The amount does not include money to cover the bleachers or build a performing arts center.

Sherwood voters will be asked to approve a $98 million bond measure in November to help build two new schools and expand Sherwood High School.

On July 12, the Sherwood School Board gave the go-ahead to approach voters with a measure that would allow the district to build and equip a new elementary and middle school as well as expand Sherwood High School in order to accommodate up to 1,600 students. The measure will not provide enough funds to upgrade the athletic stadium or build a new performing arts center.

The measure would cost taxpayers an estimated $1.97 per $1,000 of assessed valuation.

Money from the measure also would be used to purchase land for a new elementary and middle school, along with funding for maintenance, parking safety and field improvement needs.

Last winter, the district surveyed the attitudes of voters regarding a proposed bond, finding that 60 percent of voters would support an $89 million measure. However, rising construction costs sent the district to again survey voters on how much they would be willing to spend on new school construction and improvements.

In a June survey, voters were asked about support of $98 million and $103 million bond measures. That survey, conducted by Moore Information, showed 61 percent were 'definitely for' or 'probably for' a $103 million measure. When asked what they thought about a $98 million bond, 18 percent of those who were against a $103 million measure said they would 'definitely' or 'probably' support the lower amount with the caveat that such money wouldn't be used to upgrade the high school athletic stadium or purchase additional land for future schools.

Superintendent Dan Jamison said the recent survey showed only 25 percent of voters listing covered bleachers at the high school as a high priority.

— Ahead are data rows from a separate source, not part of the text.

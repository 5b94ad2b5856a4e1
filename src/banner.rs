//! Colored banner lines marking device sequence boundaries and failures.

use colored::Colorize;

const BANNER_WIDTH: usize = 60;

/// Center `text` in a field of `fill` characters.
fn padded(text: &str, fill: char) -> String {
    let len = text.chars().count();
    if len >= BANNER_WIDTH {
        return text.to_string();
    }
    let total = BANNER_WIDTH - len;
    let before = total / 2;
    let after = total - before;
    format!(
        "{}{}{}",
        fill.to_string().repeat(before),
        text,
        fill.to_string().repeat(after)
    )
}

/// Announce the start of a device's execution sequence.
pub fn start(text: &str) {
    println!("{}", padded(text, '*').red().on_yellow());
}

/// Announce the end of a device's execution sequence.
pub fn end(text: &str) {
    println!("\n{}", padded(text, '*').red().on_cyan());
}

/// Highlight a caught failure.
pub fn error(text: &str) {
    eprintln!("{}", padded(&text.to_uppercase(), '>').red().on_blue());
}
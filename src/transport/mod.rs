//! Relay transport layer.
//!
//! This module provides the low-level connection to a device's console
//! line through its terminal-server relay: connection setup, raw stream
//! I/O, and telnet protocol filtering.

pub mod config;
mod telnet;

pub use config::{Credentials, TransportConfig};
pub use telnet::TelnetTransport;
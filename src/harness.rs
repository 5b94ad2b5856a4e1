//! Concurrent execution harness.
//!
//! Runs the sequence {pre-process, login, enable, operation, disconnect,
//! post-process} for every context in a collection, across a fixed-size
//! pool of workers pulling from a shared queue. One device failing is
//! logged and abandoned; the rest proceed. Cancellation is different:
//! it aborts in-flight stages and queued work promptly, because an
//! operator interrupt means stop, not "this device is broken".

use std::future::Future;
use std::path::PathBuf;
use std::sync::{Arc, Mutex};
use std::time::{Duration, Instant};

use log::info;
use secrecy::SecretString;
use tokio::sync::mpsc;
use tokio::task::JoinSet;
use tokio_util::sync::CancellationToken;

use crate::banner;
use crate::context::ExecutionContext;
use crate::error::Error;
use crate::session::{EnableOptions, LoginOptions};
use crate::transport::Credentials;

/// Which lifecycle operation the run performs on every device, between
/// enable and disconnect.
#[derive(Debug, Clone)]
pub enum FleetOperation {
    /// Erase the startup configuration (optionally the VLAN database)
    /// and reload.
    FactoryReset { erase_vlan: bool },

    /// Archive each device's running configuration.
    SaveConfig,

    /// Push each device's prepared configuration file. `path` overrides
    /// the per-device default; it only makes sense for single-device
    /// runs.
    PushConfig { path: Option<PathBuf> },
}

/// Credentials and operation for one harness invocation.
pub struct RunSpec {
    pub credentials: Credentials,
    pub enable_passwords: Vec<SecretString>,
    pub operation: FleetOperation,
}

/// Harness tuning.
#[derive(Debug, Clone)]
pub struct HarnessConfig {
    /// Fixed worker-pool size.
    pub workers: usize,

    /// Login dialog options applied to every device.
    pub login: LoginOptions,

    /// Enable dialog options applied to every device.
    pub enable: EnableOptions,
}

impl Default for HarnessConfig {
    fn default() -> Self {
        Self {
            workers: 10,
            login: LoginOptions::default(),
            enable: EnableOptions::default(),
        }
    }
}

/// How one device's run ended.
#[derive(Debug)]
pub enum DeviceOutcome {
    /// Every stage completed.
    Completed,

    /// A stage failed; remaining stages were skipped.
    Failed(Error),

    /// The run was cancelled before or during this device's sequence.
    Cancelled,
}

/// One device's entry in the run report.
#[derive(Debug)]
pub struct DeviceReport {
    pub device: String,
    pub outcome: DeviceOutcome,
}

/// Aggregate result of one harness invocation.
#[derive(Debug)]
pub struct RunReport {
    /// Wall-clock time for the whole run.
    pub elapsed: Duration,

    /// Per-device outcomes, in completion order.
    pub reports: Vec<DeviceReport>,
}

impl RunReport {
    /// Devices whose whole sequence completed.
    pub fn completed(&self) -> usize {
        self.reports
            .iter()
            .filter(|r| matches!(r.outcome, DeviceOutcome::Completed))
            .count()
    }

    /// Devices that failed at some stage.
    pub fn failed(&self) -> usize {
        self.failures().count()
    }

    /// Iterate over the failed devices.
    pub fn failures(&self) -> impl Iterator<Item = &DeviceReport> {
        self.reports
            .iter()
            .filter(|r| matches!(r.outcome, DeviceOutcome::Failed(_)))
    }

    /// Whether the run was cut short by cancellation.
    pub fn was_cancelled(&self) -> bool {
        self.reports
            .iter()
            .any(|r| matches!(r.outcome, DeviceOutcome::Cancelled))
    }
}

/// The worker-pool harness.
pub struct Harness {
    config: HarnessConfig,
}

impl Default for Harness {
    fn default() -> Self {
        Self::new(HarnessConfig::default())
    }
}

impl Harness {
    pub fn new(config: HarnessConfig) -> Self {
        Self { config }
    }

    /// Run `spec` against every context, blocking until each device has
    /// completed, failed, or been cancelled.
    pub async fn run(
        &self,
        contexts: Vec<ExecutionContext>,
        spec: RunSpec,
        cancel: CancellationToken,
    ) -> RunReport {
        let start = Instant::now();
        let total = contexts.len();

        let (tx, rx) = mpsc::channel(total.max(1));
        for ctx in contexts {
            // Capacity covers the whole fleet; this never blocks.
            let _ = tx.send(ctx).await;
        }
        drop(tx);

        let queue = Arc::new(tokio::sync::Mutex::new(rx));
        let spec = Arc::new(spec);
        let reports = Arc::new(Mutex::new(Vec::with_capacity(total)));

        let workers = self.config.workers.min(total).max(1);
        info!("starting run: {total} devices across {workers} workers");

        let mut pool = JoinSet::new();
        for _ in 0..workers {
            let queue = queue.clone();
            let spec = spec.clone();
            let cancel = cancel.clone();
            let reports = reports.clone();
            let login = self.config.login.clone();
            let enable = self.config.enable.clone();

            pool.spawn(async move {
                loop {
                    let job = { queue.lock().await.recv().await };
                    let Some(mut ctx) = job else { break };

                    let outcome = if cancel.is_cancelled() {
                        DeviceOutcome::Cancelled
                    } else {
                        run_device(&mut ctx, &spec, &login, &enable, &cancel).await
                    };

                    let device = ctx.name().to_string();
                    reports.lock().unwrap().push(DeviceReport { device, outcome });
                }
            });
        }

        while pool.join_next().await.is_some() {}

        let elapsed = start.elapsed();
        info!("run finished in {:.2}s", elapsed.as_secs_f64());

        let reports = Arc::try_unwrap(reports)
            .expect("all workers joined")
            .into_inner()
            .unwrap();
        RunReport { elapsed, reports }
    }
}

/// Guard a stage future with the cancellation token. `None` means the
/// token fired first.
async fn stage<T>(cancel: &CancellationToken, fut: impl Future<Output = T>) -> Option<T> {
    tokio::select! {
        biased;
        _ = cancel.cancelled() => None,
        result = fut => Some(result),
    }
}

enum DriveEnd {
    Completed,
    Cancelled,
}

/// One device's full sequence, with the token checked at every stage
/// boundary and selected against every in-flight stage.
async fn drive(
    ctx: &mut ExecutionContext,
    spec: &RunSpec,
    login: &LoginOptions,
    enable: &EnableOptions,
    cancel: &CancellationToken,
) -> Result<DriveEnd, Error> {
    let Some(result) = stage(cancel, ctx.login(&spec.credentials, login)).await else {
        return Ok(DriveEnd::Cancelled);
    };
    result?;

    let Some(result) = stage(cancel, ctx.enable(&spec.enable_passwords, enable)).await else {
        return Ok(DriveEnd::Cancelled);
    };
    result?;

    let Some(result) = (match &spec.operation {
        FleetOperation::FactoryReset { erase_vlan } => {
            stage(cancel, ctx.factory_reset(*erase_vlan)).await
        }
        FleetOperation::SaveConfig => {
            stage(cancel, async { ctx.save_config().await.map(|_| ()) }).await
        }
        FleetOperation::PushConfig { path } => {
            stage(cancel, ctx.push_config(path.as_deref())).await
        }
    }) else {
        return Ok(DriveEnd::Cancelled);
    };
    result?;

    ctx.disconnect(false).await;
    Ok(DriveEnd::Completed)
}

/// Run one device start to finish. Teardown happens on every path.
async fn run_device(
    ctx: &mut ExecutionContext,
    spec: &RunSpec,
    login: &LoginOptions,
    enable: &EnableOptions,
    cancel: &CancellationToken,
) -> DeviceOutcome {
    if let Err(e) = ctx.pre_process() {
        report_failure(ctx, &e);
        return DeviceOutcome::Failed(e);
    }

    let outcome = match drive(ctx, spec, login, enable, cancel).await {
        Ok(DriveEnd::Completed) => DeviceOutcome::Completed,
        Ok(DriveEnd::Cancelled) => {
            ctx.disconnect(true).await;
            DeviceOutcome::Cancelled
        }
        Err(e) => {
            report_failure(ctx, &e);
            ctx.disconnect(true).await;
            DeviceOutcome::Failed(e)
        }
    };

    ctx.post_process();
    outcome
}

fn report_failure(ctx: &ExecutionContext, error: &Error) {
    banner::error(&format!("{}: {error}", ctx.name()));
    eprintln!(
        "see {} for the full session transcript",
        ctx.transcript_path().display()
    );
    log::error!("{}: {error}", ctx.name());
}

'In essence, the board has been advised that should not be included in the bond,' said Jamison.

The superintendent said the most 'sacred' issue at the moment is expanding core space and facilities at the district's schools, which are overcrowded. However, he promised a task force would address the stadium issue and look at possible revenue sources.

Jeanne Magmer of C and M Associates, the consulting firm hired by the district, said the survey found a 'price sensitivity' with the district's most frequent voters: They became more reluctant when the bond's price tag exceeded $2 per $1,000. The $103 million bond measure was estimated at $2.07 per $1,000 of assessed valuation.

'You have to be price sensitive when you make your decision,' Magmer stressed.

The board briefly discussed the possibility of a higher assessed value in order to allow future boards to go out for another bond sooner if needed.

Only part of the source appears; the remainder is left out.